Nesse conto de Poe, bem como em toda a sua obra, se percebe também o gosto e o espanto pelo mistério. Ele que move Dupin a uma série de reflexões sobre toda a situação, evocando imagens do passado, conhecimento a respeito da curiosidade infantil e a limitação de se pensar dentro dos limites do “mundo de fato”. O mistério ocupa maior espaço na literatura e na própria ciência ao passo que a religião e a tradição se enfraquecem. Assim também não bastou para Freud o método positivista tradicional porque este não levaria à investigação dos sonhos, do estranho, do inconsciente, enfim, de muitas manifestações humanas misteriosas.
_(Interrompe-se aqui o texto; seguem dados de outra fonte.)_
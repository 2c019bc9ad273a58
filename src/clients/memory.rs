//! In-process store and broker backends.
//!
//! Both implement the same traits as the Postgres and RabbitMQ clients and
//! follow their semantics closely enough to exercise the gateway and the
//! delivery workers without external services. State lives in memory and is
//! lost with the process.

use std::{
    collections::{HashMap, VecDeque},
    sync::{
        Mutex,
        atomic::{AtomicBool, AtomicU64, Ordering},
    },
};

use anyhow::{Result, anyhow};
use async_trait::async_trait;
use chrono::Utc;

use crate::{
    clients::{broker::MessageBroker, store::NotificationStore},
    models::{
        message::DeliveryTask,
        notification::{NewNotification, NotificationRecord, RecordSelector},
        status::NotificationStatus,
    },
};

#[derive(Default)]
pub struct MemoryStore {
    records: Mutex<Vec<NotificationRecord>>,
    unavailable: AtomicBool,
}

impl MemoryStore {
    pub fn new() -> Self {
        Self::default()
    }

    /// Makes every subsequent call fail, as if the database went away.
    pub fn set_unavailable(&self, unavailable: bool) {
        self.unavailable.store(unavailable, Ordering::SeqCst);
    }

    pub fn records(&self) -> Vec<NotificationRecord> {
        self.records.lock().map(|r| r.clone()).unwrap_or_default()
    }

    fn check_available(&self) -> Result<()> {
        if self.unavailable.load(Ordering::SeqCst) {
            return Err(anyhow!("store unavailable"));
        }
        Ok(())
    }
}

#[async_trait]
impl NotificationStore for MemoryStore {
    async fn create_pending(&self, notification: &NewNotification) -> Result<i64> {
        self.check_available()?;

        let mut records = self
            .records
            .lock()
            .map_err(|_| anyhow!("store lock poisoned"))?;
        let id = records.len() as i64 + 1;
        let now = Utc::now();

        records.push(NotificationRecord {
            id,
            channel: notification.channel,
            recipient: notification.recipient.clone(),
            body: notification.body.clone(),
            metadata: notification.metadata.clone(),
            status: NotificationStatus::Pending,
            created_at: now,
            updated_at: now,
        });

        Ok(id)
    }

    async fn update_status(
        &self,
        selector: &RecordSelector,
        status: NotificationStatus,
    ) -> Result<u64> {
        self.check_available()?;

        let mut records = self
            .records
            .lock()
            .map_err(|_| anyhow!("store lock poisoned"))?;

        // Ids are assigned in insertion order, so the last match is the newest.
        let target = match selector {
            RecordSelector::Id(id) => records.iter_mut().find(|r| r.id == *id),
            RecordSelector::LatestPendingByContent {
                channel,
                recipient,
                body,
            } => records.iter_mut().rev().find(|r| {
                r.status == NotificationStatus::Pending
                    && r.channel == *channel
                    && r.recipient == *recipient
                    && r.body == *body
            }),
        };

        match target {
            Some(record) => {
                record.status = status;
                record.updated_at = Utc::now();
                Ok(1)
            }
            None => Ok(0),
        }
    }

    async fn find(&self, id: i64) -> Result<Option<NotificationRecord>> {
        self.check_available()?;

        let records = self
            .records
            .lock()
            .map_err(|_| anyhow!("store lock poisoned"))?;
        Ok(records.iter().find(|r| r.id == id).cloned())
    }

    async fn ping(&self) -> Result<()> {
        self.check_available()
    }
}

/// A message handed to a consumer and not yet settled.
#[derive(Debug, Clone)]
pub struct InFlight {
    pub delivery_tag: u64,
    pub queue: String,
    pub payload: Vec<u8>,
}

#[derive(Default)]
struct BrokerState {
    queues: HashMap<String, VecDeque<Vec<u8>>>,
    in_flight: HashMap<u64, InFlight>,
    rejected: Vec<Vec<u8>>,
}

/// Queue semantics of a durable AMQP queue: publish appends, a delivery stays
/// in flight until acked, a requeue puts it back at the tail, a reject drops
/// it.
pub struct MemoryBroker {
    state: Mutex<BrokerState>,
    next_tag: AtomicU64,
    connected: AtomicBool,
    publish_failures: AtomicU64,
}

impl Default for MemoryBroker {
    fn default() -> Self {
        Self {
            state: Mutex::new(BrokerState::default()),
            next_tag: AtomicU64::new(1),
            connected: AtomicBool::new(true),
            publish_failures: AtomicU64::new(0),
        }
    }
}

impl MemoryBroker {
    pub fn new() -> Self {
        Self::default()
    }

    pub fn set_connected(&self, connected: bool) {
        self.connected.store(connected, Ordering::SeqCst);
    }

    /// The next `count` publishes fail.
    pub fn fail_next_publishes(&self, count: u64) {
        self.publish_failures.store(count, Ordering::SeqCst);
    }

    pub fn publish_raw(&self, queue: &str, payload: Vec<u8>) {
        if let Ok(mut state) = self.state.lock() {
            state
                .queues
                .entry(queue.to_string())
                .or_default()
                .push_back(payload);
        }
    }

    /// Takes the head of `queue` and marks it in flight.
    pub fn deliver_next(&self, queue: &str) -> Option<InFlight> {
        let mut state = self.state.lock().ok()?;
        let payload = state.queues.get_mut(queue)?.pop_front()?;
        let delivery = InFlight {
            delivery_tag: self.next_tag.fetch_add(1, Ordering::SeqCst),
            queue: queue.to_string(),
            payload,
        };
        state
            .in_flight
            .insert(delivery.delivery_tag, delivery.clone());
        Some(delivery)
    }

    /// Messages waiting in `queue`, decoded. Undecodable payloads are skipped.
    pub fn queued_tasks(&self, queue: &str) -> Vec<DeliveryTask> {
        self.state
            .lock()
            .map(|state| {
                state
                    .queues
                    .get(queue)
                    .map(|q| {
                        q.iter()
                            .filter_map(|p| serde_json::from_slice(p).ok())
                            .collect()
                    })
                    .unwrap_or_default()
            })
            .unwrap_or_default()
    }

    pub fn depth(&self, queue: &str) -> usize {
        self.state
            .lock()
            .map(|state| state.queues.get(queue).map_or(0, VecDeque::len))
            .unwrap_or(0)
    }

    pub fn in_flight_count(&self) -> usize {
        self.state.lock().map(|s| s.in_flight.len()).unwrap_or(0)
    }

    pub fn rejected_count(&self) -> usize {
        self.state.lock().map(|s| s.rejected.len()).unwrap_or(0)
    }

    fn settle(&self, delivery_tag: u64) -> Result<(InFlight, std::sync::MutexGuard<'_, BrokerState>)> {
        let mut state = self
            .state
            .lock()
            .map_err(|_| anyhow!("broker lock poisoned"))?;
        let delivery = state
            .in_flight
            .remove(&delivery_tag)
            .ok_or_else(|| anyhow!("unknown delivery tag {}", delivery_tag))?;
        Ok((delivery, state))
    }
}

#[async_trait]
impl MessageBroker for MemoryBroker {
    async fn publish(&self, queue: &str, task: &DeliveryTask) -> Result<()> {
        if !self.is_connected() {
            return Err(anyhow!("broker not connected"));
        }
        let pending_failures = self.publish_failures.load(Ordering::SeqCst);
        if pending_failures > 0 {
            self.publish_failures
                .store(pending_failures - 1, Ordering::SeqCst);
            return Err(anyhow!("publish to {} failed", queue));
        }

        self.publish_raw(queue, serde_json::to_vec(task)?);
        Ok(())
    }

    async fn acknowledge(&self, delivery_tag: u64) -> Result<()> {
        self.settle(delivery_tag).map(|_| ())
    }

    async fn requeue(&self, delivery_tag: u64) -> Result<()> {
        let (delivery, mut state) = self.settle(delivery_tag)?;
        state
            .queues
            .entry(delivery.queue)
            .or_default()
            .push_back(delivery.payload);
        Ok(())
    }

    async fn reject(&self, delivery_tag: u64) -> Result<()> {
        let (delivery, mut state) = self.settle(delivery_tag)?;
        state.rejected.push(delivery.payload);
        Ok(())
    }

    fn is_connected(&self) -> bool {
        self.connected.load(Ordering::SeqCst)
    }
}
use serde::Serialize;

#[derive(Debug, Clone, Serialize)]
#[serde(rename_all = "camelCase")]
pub struct SendResponse {
    pub status: &'static str,
    pub notification_id: i64,
}

impl SendResponse {
    pub fn queued(notification_id: i64) -> Self {
        Self {
            status: "queued",
            notification_id,
        }
    }
}

#[derive(Debug, Clone, Serialize)]
pub struct ErrorResponse {
    pub error: String,

    #[serde(skip_serializing_if = "Option::is_none")]
    pub fields: Option<Vec<&'static str>>,

    #[serde(skip_serializing_if = "Option::is_none")]
    pub channel: Option<String>,
}

impl ErrorResponse {
    pub fn new(error: impl Into<String>) -> Self {
        Self {
            error: error.into(),
            fields: None,
            channel: None,
        }
    }

    pub fn with_fields(mut self, fields: Vec<&'static str>) -> Self {
        self.fields = Some(fields);
        self
    }

    pub fn with_channel(mut self, channel: String) -> Self {
        self.channel = Some(channel);
        self
    }
}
A marcha do romance moderno, a partir do século XVIII, conduziu os escritores a se interessarem pelo misterioso, pelo inesperado. Não é coincidência o fato da psicologia, no final do século XIX, se interessar por noções como subconsciente e inconsciente, pois naquele momento o sujeito passou a ser percebido de modo fragmentário. Não era mais um Werther, seguro e autônomo, mas um sujeito que surpreende pelo insólito, pelo inesperado, pelas alternâncias repentinas de estado, como se fosse invadido por outra pessoa e alterando seu modo de viver. Essa mudança foi sentida no romance moderno que sem preocupação conceitual investigou esse ser misterioso, antes dos psicólogos, nos escritos de autores como Dostoiévski e Poe, e depois deles, muitas vezes fazendo uso de seus resultados científicos como material artístico, como em alguns surrealistas e, no Brasil, em Mario de Andrade, quando se pensa, por exemplo, no efeito que a psicanálise possui como material artístico em um conto como O peru de natal.90 Isso não significa, entretanto, que os psicólogos foram além dos grandes escritores em suas descrições:

É claro que a noção do mistério dos seres, produzindo as condutas inesperadas, sempre esteve presente na criação de formas mais ou menos conscientes, – bastando lembrar o mundo dos personagens de Shakespeare. Mas só foi conscientemente desenvolvida por certos escritores do século XIX, como tentativa de sugerir e desvendar, seja o mistério psicológico dos seres, seja o mistério metafísico da própria existência. A partir de investigações metódicas em psicologia, como, por exemplo, as da psicanálise, essa investigação ganhou um aspecto mais sistemático e voluntário, sem com isso ultrapassar necessariamente as grandes intuições dos escritores que iniciaram e desenvolveram essa

visão na literatura.91

Ao analisar algo tão misterioso quanto os sonhos, Freud, assim como Kafka e Poe, alcança elementos críticos da realidade. Se os sonhos são angustiantes e confusos, sua psicanálise desvenda as inúmeras elaborações oníricas que foram necessárias para proteger o eu de seus próprios desejos, por serem incompatíveis com a realidade. Mas se são sonhos felizes, a psicanálise também ajuda a entender o quanto a realidade é terrível ao ponto da manifestação alucinatória do desejo ser sentida como algo tão feliz e tão distante da realização plena do desejo. Essa questão também está presente na obra de Kafka, como mostra Adorno:

Quando despertamos no meio de um sonho, mesmo que seja dos piores, ficamos decepcionados e temos a impressão de termos sido enganados quanto ao melhor. Mas, sonhos felizes, bem-sucedidos, a rigor há tão poucos quanto, nas palavras de Schubert, música alegre. Mesmo o sonho mais belo encerra como uma mácula sua diferença da realidade, a consciência da mera aparência daquilo que ele proporciona. Daí serem precisamente os mais belos sonhos como que mutilados. Essa experiência está fixada de um modo insuperável na descrição do teatro natural de Oklahoma na América de Kafka.92

91 A. Candido, A personagem do romance, in A. Candido; A. Rosenfeld; D. A. Prado; P. E. S. Gomes, A personagem de ficção, 1976, p.57.